Pornography and sexual addiction: Part 5

Pornography and sexual addiction: Part 5

By Tal Prince

While the topic of pornography and sexual addiction has been rather daunting, there is good news — the gospel of Jesus Christ is truly the cure. If you are suffering with this disease, trust me when I say you can be made well. There is help and there is hope.

Jesus knows that simply modifying our behavior will not work in the long run. Remember the old vaudeville joke in which the man says, “Hey Doc, it hurts when I do this.” The doctor glibly responds, “Well stop doing that.” Is this not what we have done in our communities? Have we not just said, “Well stop doing that” while offering no insight or treatment to what is causing the behavior — the heart?

Changing our behavior will not change our hearts, but the gospel can change our hearts, which will change our behaviors. Paul wrote, “Do not be conformed to this world, but be transformed by the renewal of your mind, that by testing you may discern what is the will of God, what is good and acceptable and perfect” (Rom. 12:2).

Step One: The Flame of Intimacy

We have to do battle with sin together. We cannot do it in isolation. We must ignite the flame of intimacy in our churches. We need to be able to boast in our weaknesses as Paul did. We must create a climate in which people feel safe in asking for help with any and all types of problems.

Would the woman caught in adultery feel safe in your church? If not, why not? The fact is that the church is full of adulterers hiding behind masks of respectability, but they want to be free. We must talk about these issues openly and transparently if we want people to be free.

Step Two: Physical Accountability

Once we have set up an environment that understands that there is no point scale for sin, people will feel much safer in talking about their struggles. We can then follow the exhortation of James 5:16, “Confess your sins one to another and pray for one another, that you may be healed.”

We cannot live without accountability in our lives. I am not talking about meeting for a cup of coffee and not asking any hard questions and then leaving, feeling as if you have had your accountability check.

We have to ask the tough questions, and we have to give transparent answers, as this will lead to transformation.

Why? Because it is the gospel.

We must be proactively accountable as well. This means sharing with our partners when we think we are going to be vulnerable to temptation so that they can pray for us and call to check on us. This is genuinely one of the most rewarding aspects of my accountability relationships.
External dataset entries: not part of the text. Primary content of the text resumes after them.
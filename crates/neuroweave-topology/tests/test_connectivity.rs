// Copyright 2025 Neuraville Inc.
// SPDX-License-Identifier: Apache-2.0

/*!
Connectivity Integration Tests

Exercises the full rule pipeline through NetworkBuilder, covering:
- Deterministic fan-out with constant kernels (p=1.0 and p=0.0)
- The nearest-neighbor end-to-end scenario (2x2 layers, radius covering
  only the co-located partner)
- Convergent vs divergent orientation semantics
- Weight/delay resolution (fixed and uniform specs) observed on real edges
- Co-located composition with role filters
- Periodic wrap effects on mask coverage
*/

use neuroweave_topology::{
    ConnectionKind, ConnectionRule, Extent, Kernel, LayerId, LayerSpec, Mask, NetworkBuilder,
    ValueSpec,
};

/// Helper: a rows x columns single-role layer spec with extent sized so that
/// neighboring grid cells are 1.0 apart.
fn grid_spec(name: &str, rows: u32, columns: u32, periodic: bool) -> LayerSpec {
    LayerSpec {
        name: name.into(),
        rows,
        columns,
        extent: Extent::new(columns as f64, rows as f64),
        periodic,
        composition: vec![("A".into(), 1)],
    }
}

/// Helper: base rule with an all-inclusive mask and a deterministic kernel.
fn base_rule(source: LayerId, target: LayerId) -> ConnectionRule {
    ConnectionRule {
        source,
        target,
        source_filter: None,
        target_filter: None,
        kind: ConnectionKind::Divergent,
        mask: Mask::Circular { radius: 100.0 },
        kernel: Kernel::Constant { p: 1.0 },
        weight: ValueSpec::Fixed(1.0),
        delay: ValueSpec::Fixed(1.0),
        synapse_label: "AMPA".into(),
    }
}

// ============================================================================
// Deterministic kernels
// ============================================================================

#[test]
fn test_p1_all_inclusive_connects_every_pair_once() {
    let mut b = NetworkBuilder::with_seed(1);
    let src = b.create_layer(&grid_spec("src", 3, 3, false)).unwrap();
    let dst = b.create_layer(&grid_spec("dst", 2, 2, false)).unwrap();

    let graph = b.apply_rules(&[base_rule(src, dst)]).unwrap();
    assert_eq!(graph.edge_count(), 9 * 4);

    // Exactly once per pair: no duplicates.
    let mut pairs: Vec<_> = graph.edges().map(|e| (e.source, e.target)).collect();
    pairs.sort();
    pairs.dedup();
    assert_eq!(pairs.len(), 36);
}

#[test]
fn test_p0_produces_zero_edges() {
    let mut b = NetworkBuilder::with_seed(1);
    let src = b.create_layer(&grid_spec("src", 4, 4, true)).unwrap();
    let dst = b.create_layer(&grid_spec("dst", 4, 4, true)).unwrap();

    let mut rule = base_rule(src, dst);
    rule.kernel = Kernel::Constant { p: 0.0 };
    let graph = b.apply_rules(&[rule]).unwrap();
    assert_eq!(graph.edge_count(), 0);
}

#[test]
fn test_driver_with_no_candidates_is_not_an_error() {
    let mut b = NetworkBuilder::with_seed(1);
    // Layers far apart in mask terms: radius smaller than any pair distance.
    let src = b.create_layer(&grid_spec("src", 2, 2, false)).unwrap();
    let dst = b.create_layer(&grid_spec("dst", 2, 2, false)).unwrap();

    let mut rule = base_rule(src, dst);
    rule.mask = Mask::Rectangular {
        lower_left: (40.0, 40.0),
        upper_right: (41.0, 41.0),
    };
    let graph = b.apply_rules(&[rule]).unwrap();
    assert_eq!(graph.edge_count(), 0);
}

// ============================================================================
// End-to-end nearest-neighbor scenario
// ============================================================================

#[test]
fn test_nearest_neighbor_end_to_end() {
    // Two 2x2 bounded layers; grid cells 1.0 apart, so a radius of 0.5
    // covers only the co-located partner in the other layer.
    let mut b = NetworkBuilder::with_seed(7);
    let src = b.create_layer(&grid_spec("src", 2, 2, false)).unwrap();
    let dst = b.create_layer(&grid_spec("dst", 2, 2, false)).unwrap();

    let mut rule = base_rule(src, dst);
    rule.mask = Mask::Circular { radius: 0.5 };
    rule.weight = ValueSpec::Fixed(3.0);
    rule.delay = ValueSpec::Fixed(1.0);

    let graph = b.apply_rules(&[rule]).unwrap();
    assert_eq!(graph.edge_count(), 4);

    let src_elements = b.lookup(src, None).unwrap();
    let dst_elements = b.lookup(dst, None).unwrap();
    for edge in graph.edges() {
        assert_eq!(edge.weight, 3.0);
        assert_eq!(edge.delay, 1.0);
        assert_eq!(edge.synapse_label, "AMPA");
        // Each source connects to the same-position target.
        let s = src_elements.iter().find(|e| e.id == edge.source).unwrap();
        let t = dst_elements.iter().find(|e| e.id == edge.target).unwrap();
        assert_eq!(s.position, t.position);
    }
}

// ============================================================================
// Convergent vs divergent orientation
// ============================================================================

#[test]
fn test_orientation_flips_edge_direction_for_offset_mask() {
    // A rectangular mask reaching one grid step to the right of the driver.
    // Divergent: targets sit to the right of sources. Convergent: the driver
    // is the target, so sources sit to its right and edges point leftward.
    let mut b = NetworkBuilder::with_seed(3);
    let src = b.create_layer(&grid_spec("src", 1, 2, false)).unwrap();
    let dst = b.create_layer(&grid_spec("dst", 1, 2, false)).unwrap();

    let mut rule = base_rule(src, dst);
    rule.mask = Mask::Rectangular {
        lower_left: (0.5, -0.25),
        upper_right: (1.5, 0.25),
    };

    let divergent = b.apply_rules(&[rule.clone()]).unwrap();
    rule.kind = ConnectionKind::Convergent;
    let convergent = b.apply_rules(&[rule]).unwrap();

    let src_elements = b.lookup(src, None).unwrap();
    let dst_elements = b.lookup(dst, None).unwrap();
    let pos_of = |id| {
        src_elements
            .iter()
            .chain(dst_elements.iter())
            .find(|e| e.id == id)
            .unwrap()
            .position
    };

    assert_eq!(divergent.edge_count(), 1);
    assert_eq!(convergent.edge_count(), 1);
    let d = divergent.edges().next().unwrap();
    let c = convergent.edges().next().unwrap();
    // Divergent edge runs left-to-right, convergent right-to-left.
    assert!(pos_of(d.source).x < pos_of(d.target).x);
    assert!(pos_of(c.source).x > pos_of(c.target).x);
    assert_ne!((d.source, d.target), (c.source, c.target));
}

#[test]
fn test_orientation_changes_realized_graph_for_stochastic_kernel() {
    // With a stochastic kernel the two orientations consume the RNG stream
    // differently, so the realized edge sets diverge for a fixed seed even
    // though their statistics match.
    let mut b = NetworkBuilder::with_seed(11);
    let src = b.create_layer(&grid_spec("src", 2, 2, false)).unwrap();
    let dst = b.create_layer(&grid_spec("dst", 4, 4, false)).unwrap();

    let mut rule = base_rule(src, dst);
    rule.kernel = Kernel::Gaussian {
        p_center: 0.5,
        sigma: 1.0,
    };

    let divergent = b.apply_rules(&[rule.clone()]).unwrap();
    rule.kind = ConnectionKind::Convergent;
    let convergent = b.apply_rules(&[rule]).unwrap();

    let set = |g: &neuroweave_topology::Graph| {
        let mut v: Vec<_> = g.edges().map(|e| (e.source, e.target)).collect();
        v.sort();
        v
    };
    assert_ne!(set(&divergent), set(&convergent));
}

// ============================================================================
// Weight and delay resolution
// ============================================================================

#[test]
fn test_uniform_specs_resolved_per_edge() {
    let mut b = NetworkBuilder::with_seed(13);
    let src = b.create_layer(&grid_spec("src", 4, 4, true)).unwrap();
    let dst = b.create_layer(&grid_spec("dst", 4, 4, true)).unwrap();

    let mut rule = base_rule(src, dst);
    rule.weight = ValueSpec::Uniform { min: -2.0, max: -1.0 };
    rule.delay = ValueSpec::Uniform {
        min: 1.75,
        max: 2.25,
    };

    let graph = b.apply_rules(&[rule]).unwrap();
    assert_eq!(graph.edge_count(), 256);

    let mut weight_sum = 0.0;
    let mut delay_sum = 0.0;
    let mut distinct_delays = std::collections::BTreeSet::new();
    for edge in graph.edges() {
        assert!((-2.0..=-1.0).contains(&edge.weight));
        assert!((1.75..=2.25).contains(&edge.delay));
        weight_sum += edge.weight;
        delay_sum += edge.delay;
        distinct_delays.insert(edge.delay.to_bits());
    }
    let n = graph.edge_count() as f64;
    assert!((weight_sum / n - -1.5).abs() < 0.05);
    assert!((delay_sum / n - 2.0).abs() < 0.05);
    // Independent per-edge draws, not one shared sample.
    assert!(distinct_delays.len() > 200);
}

// ============================================================================
// Co-located elements and role filters
// ============================================================================

#[test]
fn test_role_filters_never_select_other_roles() {
    let mut b = NetworkBuilder::with_seed(17);
    let spec = LayerSpec {
        name: "Vp".into(),
        rows: 1,
        columns: 1,
        extent: Extent::new(1.0, 1.0),
        periodic: false,
        composition: vec![("A".into(), 2), ("B".into(), 1)],
    };
    let layer = b.create_layer(&spec).unwrap();
    assert_eq!(b.lookup(layer, None).unwrap().len(), 3);

    let mut rule = base_rule(layer, layer);
    rule.source_filter = Some("A".into());
    rule.target_filter = Some("A".into());

    let graph = b.apply_rules(&[rule]).unwrap();
    // Both A elements drive both A candidates (self-pairs included: the
    // engine performs no implicit self-loop suppression).
    assert_eq!(graph.edge_count(), 4);

    let b_ids: Vec<_> = b
        .lookup(layer, Some("B"))
        .unwrap()
        .iter()
        .map(|e| e.id)
        .collect();
    for edge in graph.edges() {
        assert!(!b_ids.contains(&edge.source));
        assert!(!b_ids.contains(&edge.target));
    }
}

#[test]
fn test_parallel_edges_across_rules_are_preserved() {
    let mut b = NetworkBuilder::with_seed(19);
    let src = b.create_layer(&grid_spec("src", 1, 1, false)).unwrap();
    let dst = b.create_layer(&grid_spec("dst", 1, 1, false)).unwrap();

    let rule = base_rule(src, dst);
    let graph = b.apply_rules(&[rule.clone(), rule]).unwrap();
    // Two passes of the same rule: two parallel edges, modeling independent
    // synaptic contacts.
    assert_eq!(graph.edge_count(), 2);
    let pairs: Vec<_> = graph.edges().map(|e| (e.source, e.target)).collect();
    assert_eq!(pairs[0], pairs[1]);
    assert_eq!(graph.batches().len(), 2);
}

// ============================================================================
// Periodic geometry
// ============================================================================

#[test]
fn test_wrap_extends_mask_across_boundary() {
    // 1x4 layer, cells 1.0 apart. Bounded: the leftmost element reaches only
    // its immediate right neighbor with radius 1.0. Periodic: it also
    // reaches the rightmost element across the wrap.
    let mut rule_counts = Vec::new();
    for periodic in [false, true] {
        let mut b = NetworkBuilder::with_seed(23);
        let layer = b.create_layer(&grid_spec("ring", 1, 4, periodic)).unwrap();

        let mut rule = base_rule(layer, layer);
        rule.mask = Mask::Circular { radius: 1.0 };
        let graph = b.apply_rules(&[rule]).unwrap();

        let leftmost = b.lookup(layer, None).unwrap()[0].id;
        let fanout = graph
            .edges()
            .filter(|e| e.source == leftmost && e.target != leftmost)
            .count();
        rule_counts.push(fanout);
    }
    assert_eq!(rule_counts, vec![1, 2]);
}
Not doing this is the equivalent of going into combat with no information and then having the nerve to act surprised that we are shot at.

It sounds silly but we do it all the time.

Accountability has to be aggressive and proactive.

Step Three: Internet Accountability

In my ministry, I am astonished at the number of churches that have no accountability software on their computers. For $7.95 per month, you can have all of your Internet activity recorded and sent to your accountability partners. Is your pastor worth that? Are you? This software is available from a number of sites; the one I recommend is Covenant Eyes at www.covenanteyes.com.

Please do not allow your church, or yourself, to have your computers unmonitored. We are incapable of surfing alone.

Filters can be installed that will not allow access to adult sites, and there are also some Internet service providers that restrict access to adult sites.

For those that struggle with chat rooms, there is software available that will record your chats and e-mails and send the transcripts to your accountability partners.

These programs also will usually take pictures of all the Web sites you visit and send them to your partners as well.

I recommend a package called “eBlaster” for this. It is available at www.eblaster.com. It is great for parents, too.

Step Four: Counseling

If your problem has reached the level of addiction, you just cannot get free from it without counseling. If not the toughest addiction to break, it is one of the toughest. Sexual/pornography addiction is very specific and is best treated by a certified sexual addiction therapist.

We can no longer deny the reality of this growing problem. It is rampant. And we have to change how we are handling it.

Ministry is one of the only professions — if not the only profession — that will call for your job if there is any type of moral failure. Do you see the difficult dynamic this sets up? If our ministers are struggling with pornography, and a large percentage of them are, how can they ask for help when they know they will lose their jobs and careers? We need to change the climate in our churches in order to free our leaders and ourselves.

We also can no longer afford to handle these issues quietly and let ministers go to another state or association without getting help. There needs to be accountability in our systems and associations. We need to provide counseling help for these men and women.

The statistics prove to us that we have a problem. The news wire proves to us that we have a problem. Can we really continue to act as if we do not? Can we really continue to act surprised?

Thank you for walking this road with me. It is a road that I walk every day with people all across this country. It is a road that I walked personally, and I know the experience of hiding behind the mask. I also know the fear of letting that mask fall and the exhilarating experience of God’s grace sweeping in to comfort and guide me.

There are far too many in chains, but the gospel can free them. It may not be easy, but we just have to talk about it. Honestly if you will take that first step and start talking, you will find you are not alone. Will you?